TASK:
Return the lines below in which the string "containerd" occurs.

INPUT MATERIAL:
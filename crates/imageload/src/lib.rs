/* -------------------------------------------------------------------------- *\
 *        Apache 2.0 License Copyright © 2023-2025 The Kubuild Authors        *
 *                                                                            *
 *         +-------------------------------------------------------+          *
 *         | ██╗  ██╗██╗   ██╗██████╗ ██╗   ██╗██╗██╗     ██████╗  |          *
 *         | ██║ ██╔╝██║   ██║██╔══██╗██║   ██║██║██║     ██╔══██╗ |          *
 *         | █████╔╝ ██║   ██║██████╔╝██║   ██║██║██║     ██║  ██║ |          *
 *         | ██╔═██╗ ██║   ██║██╔══██╗██║   ██║██║██║     ██║  ██║ |          *
 *         | ██║  ██╗╚██████╔╝██████╔╝╚██████╔╝██║███████╗██████╔╝ |          *
 *         | ╚═╝  ╚═╝ ╚═════╝ ╚═════╝  ╚═════╝ ╚═╝╚══════╝╚═════╝  |          *
 *         +-------------------------------------------------------+          *
 *                                                                            *
 *                   In-Cluster Image Builds for Kubernetes                   *
 *                                                                            *
 * -------------------------------------------------------------------------- *
 *                                                                            *
 *   Licensed under the Apache License, Version 2.0 (the "License");          *
 *   you may not use this file except in compliance with the License.         *
 *   You may obtain a copy of the License at                                  *
 *                                                                            *
 *       http://www.apache.org/licenses/LICENSE-2.0                           *
 *                                                                            *
 *   Unless required by applicable law or agreed to in writing, software      *
 *   distributed under the License is distributed on an "AS IS" BASIS,        *
 *   WITHOUT WARRANTIES OR CONDITIONS OF ANY KIND, either express or implied. *
 *   See the License for the specific language governing permissions and      *
 *   limitations under the License.                                           *
 *                                                                            *
\* -------------------------------------------------------------------------- */

//! Loads image tarballs into a node's container runtime.
//!
//! Two loaders with one shape: stream an OCI (or docker-save) tarball
//! in, end with the image present in the node runtime. The containerd
//! loader drives the content/images/snapshots/diff services directly;
//! the docker loader posts to the engine's image-load endpoint. Both are
//! used in-pod by the proxy and from the CLI through an exec tunnel.

// Lint groups: https://doc.rust-lang.org/rustc/lints/groups.html
#![warn(future_incompatible, nonstandard_style, unused)]
#![warn(clippy::unwrap_used)]

pub use containerd::ContainerdLoader;
pub use docker::{docker_load_over_stream, DockerLoader};
pub use error::{ImageLoadError, Result};
pub use oci::{OciArchive, OciImage};

mod containerd;
mod docker;
mod error;
mod oci;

ANSWER SPACE:
//! in, end with the image present in the node runtime. The containerd
pub use containerd::ContainerdLoader;
mod containerd;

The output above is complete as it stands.